We moved on to the beach. Rollers (waves not birds) were crashing onto the sand. Audouin's (gaviota de Audouin) and Yellow-legged Gulls (gaviota patiamarilla) were seen. At the second hide we added Grey Plover (chorlito gris), Avocet (avoceta) and a raft of 20-30 Black-necked Grebes (zampullín cuellinegro). I then spotted movement on the savannah and we were pleased to see about 10 Stone Curlews (alcaraván). A Common Sandpiper (andarríos chico) was seen in the gully. I then spotted a Wigeon (anade silbón) with some Mallard (azulón). The same one from the 13th January? A steady stream of Lesser Black-backed Gulls (gaviota sombría) was now passing along the beach. Also seen were White Wagtail (lavandera blanca) and Stonechat (tarabilla común).
Heading to the public hide we saw 17 Spoonbills (espátulas), two of which were ringed. John had Greenshank (archibebe claro), Redshank (archibebe común) and Dunlin (correlimos común) on the right hand salina. On the left hand side we added Cormorant (cormorán grande). Les found 4 Sandwich Terns (charranes patinegros) on the rocky causeway.
After a coffee and tostada break in Cabo village we convoyed along the beach-side track to Rambla de Morales. The wind had got up. On the water were more Greater Flamingos together with a mall number of Shovelers (pato cuchara), Coot (focha común)and Moorhen (gallineta de agua). A single Cattle Egret (garcilla bueyera) was seen as was a flight of three Golden Plovers (chorlitos dorados). A small flock of pipits, presumably of the Meadow (bisbita pratense) variety, were feeding on the scrubland. I managed to spot the first and only Chiffchaff (mosquito común) of the day. A Cetti's Warbler (ruiseñor bastardo) was heard. A small group of Sanderling (correlimos tridáctilos)  and a pair of Turnstone (vuelvepiedras) was near the estuary.
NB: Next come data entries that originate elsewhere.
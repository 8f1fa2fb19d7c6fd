//! Example machine definitions.
//!
//! Three small, well-known automata used by the demos: a toggle, a
//! counter, and a traffic light. Each module exposes the definition plus
//! a literal source listing for the harness's reference section.

pub mod counter;
pub mod toggle;
pub mod traffic_light;
//! Walk the three example machines through the demo harness.

use statescope::demo::{DemoSession, MachineDemo};
use statescope::inspector;
use statescope::machines::{counter, toggle, traffic_light};

fn main() {
    tracing_subscriber::fmt::init();

    inspector::open_inspector();

    run(
        DemoSession::with_demo(
            toggle::machine(),
            MachineDemo::new()
                .title("Toggle Machine")
                .description("A simple on/off toggle demonstrating basic state transitions.")
                .source_listing(toggle::LISTING),
        ),
        &["TOGGLE", "TOGGLE"],
    );

    run(
        DemoSession::with_demo(
            traffic_light::machine(),
            MachineDemo::new()
                .title("Traffic Light Machine")
                .description("A cyclical state machine: green -> yellow -> red -> green.")
                .source_listing(traffic_light::LISTING),
        ),
        &["NEXT", "NEXT", "NEXT"],
    );

    run(
        DemoSession::with_demo(
            counter::machine(),
            MachineDemo::new()
                .title("Counter Machine")
                .description("Demonstrates context (data storage) and actions.")
                .source_listing(counter::LISTING),
        ),
        &["INCREMENT", "INCREMENT", "DECREMENT", "RESET"],
    );
}

fn run(mut session: DemoSession, events: &[&str]) {
    println!("{}", session.render());
    for event in events {
        session.dispatch(event);
        println!("-- after {event} --\n");
        println!("{}", session.render());
    }
    println!("{}", "=".repeat(60));
}
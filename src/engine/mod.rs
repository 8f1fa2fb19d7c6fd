//! The execution-engine boundary and a synchronous reference interpreter.
//!
//! Introspection and visualization never depend on a concrete engine.
//! They see running instances through the read-only [`MachineSnapshot`]
//! capability, so any compliant automaton engine can sit behind it. The
//! [`Interpreter`] in this module is one such engine: a small,
//! deterministic, single-threaded dispatcher for the definitions in this
//! crate.

use crate::core::{Context, StateValue, TransitionEdge, TransitionLog, TransitionRecord};
use crate::definition::MachineDefinition;
use chrono::{DateTime, Utc};
use serde_json::{json, Value};
use std::sync::Arc;
use tracing::{debug, trace};
use uuid::Uuid;

/// Read-only view of a running machine instance at a point in time.
///
/// The trait is deliberately narrow: the current state value, the context,
/// and the transitions statically reachable from the current value. Guard
/// predicates are not evaluated for enumeration; edges carry a `guarded`
/// flag instead.
pub trait MachineSnapshot {
    /// The current state value.
    fn value(&self) -> &StateValue;

    /// The instance's context data.
    fn context(&self) -> &Context;

    /// Every transition whose source matches the current state value,
    /// including transitions declared at any active region of a
    /// hierarchical value.
    fn transitions_from(&self) -> Vec<TransitionEdge>;

    /// Full diagnostic dump of the snapshot. Engines may extend this with
    /// their own metadata.
    fn dump(&self) -> Value {
        json!({
            "value": self.value(),
            "context": self.context(),
        })
    }
}

/// A running machine instance with deterministic, synchronous dispatch.
///
/// Dispatch picks the first transition in declaration order whose source
/// matches the current value, whose matcher accepts the event, and whose
/// guard (if any) passes. Events with no matching transition are ignored.
///
/// # Example
///
/// ```rust
/// use statescope::engine::{Interpreter, MachineSnapshot};
/// use statescope::machine;
///
/// let toggle = machine! {
///     id: "toggle",
///     initial: "inactive",
///     "inactive" => { "TOGGLE" => "active" },
///     "active" => { "TOGGLE" => "inactive" },
/// }
/// .unwrap();
///
/// let mut instance = Interpreter::new(toggle);
/// assert_eq!(instance.value().to_string(), "inactive");
///
/// assert!(instance.send("TOGGLE"));
/// assert_eq!(instance.value().to_string(), "active");
///
/// assert!(!instance.send("UNKNOWN"));
/// assert_eq!(instance.value().to_string(), "active");
/// ```
pub struct Interpreter {
    definition: Arc<MachineDefinition>,
    id: Uuid,
    started_at: DateTime<Utc>,
    current: StateValue,
    context: Context,
    log: TransitionLog,
}

impl Interpreter {
    /// Create a running instance from a definition.
    pub fn new(definition: MachineDefinition) -> Self {
        Self::from_arc(Arc::new(definition))
    }

    /// Create a running instance from a shared definition.
    pub fn from_arc(definition: Arc<MachineDefinition>) -> Self {
        let current = definition.initial().clone();
        let context = definition.initial_context().clone();
        Interpreter {
            definition,
            id: Uuid::new_v4(),
            started_at: Utc::now(),
            current,
            context,
            log: TransitionLog::new(),
        }
    }

    /// Unique id of this instance.
    pub fn id(&self) -> Uuid {
        self.id
    }

    /// The definition this instance runs.
    pub fn definition(&self) -> &MachineDefinition {
        &self.definition
    }

    /// The transitions fired so far.
    pub fn log(&self) -> &TransitionLog {
        &self.log
    }

    /// Dispatch an event to the instance.
    ///
    /// Returns `true` when a transition fired. Events with no matching
    /// transition are a no-op, never an error.
    pub fn send(&mut self, event: &str) -> bool {
        let definition = Arc::clone(&self.definition);
        let matched = definition.transitions().iter().find(|transition| {
            self.current.contains(&transition.source)
                && transition.event.accepts(event)
                && transition
                    .guard
                    .as_ref()
                    .is_none_or(|guard| guard.check(&self.current, &self.context))
        });

        let Some(transition) = matched else {
            trace!(machine = definition.id(), event, "event ignored");
            return false;
        };

        if let Some(action) = &transition.action {
            action(&mut self.context);
        }

        let next = transition
            .target
            .clone()
            .unwrap_or_else(|| self.current.clone());
        debug!(
            machine = definition.id(),
            event,
            from = %self.current,
            to = %next,
            "transition fired"
        );

        self.log = self.log.record(TransitionRecord {
            from: self.current.clone(),
            to: next.clone(),
            event: event.to_string(),
            timestamp: Utc::now(),
        });
        self.current = next;
        true
    }
}

impl MachineSnapshot for Interpreter {
    fn value(&self) -> &StateValue {
        &self.current
    }

    fn context(&self) -> &Context {
        &self.context
    }

    fn transitions_from(&self) -> Vec<TransitionEdge> {
        self.definition
            .transitions()
            .iter()
            .filter(|transition| self.current.contains(&transition.source))
            .map(|transition| transition.edge())
            .collect()
    }

    fn dump(&self) -> Value {
        json!({
            "machine": self.definition.id(),
            "instance": self.id,
            "startedAt": self.started_at,
            "value": &self.current,
            "context": &self.context,
            "log": self.log.records(),
        })
    }
}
After saying our goodbyes, Val and I headed along the "campsite" track where we had a Kestrel (cernicalo vulgar) and a Hoopoe (abubilla). Rod, Sandra and Colin who hung around the beach for their picnic also had a Kestrel (cernicalo vulgar) and some Gannets (alcatraces).
We ended up with 43 species. Not bad considering the weather! But alas no photos.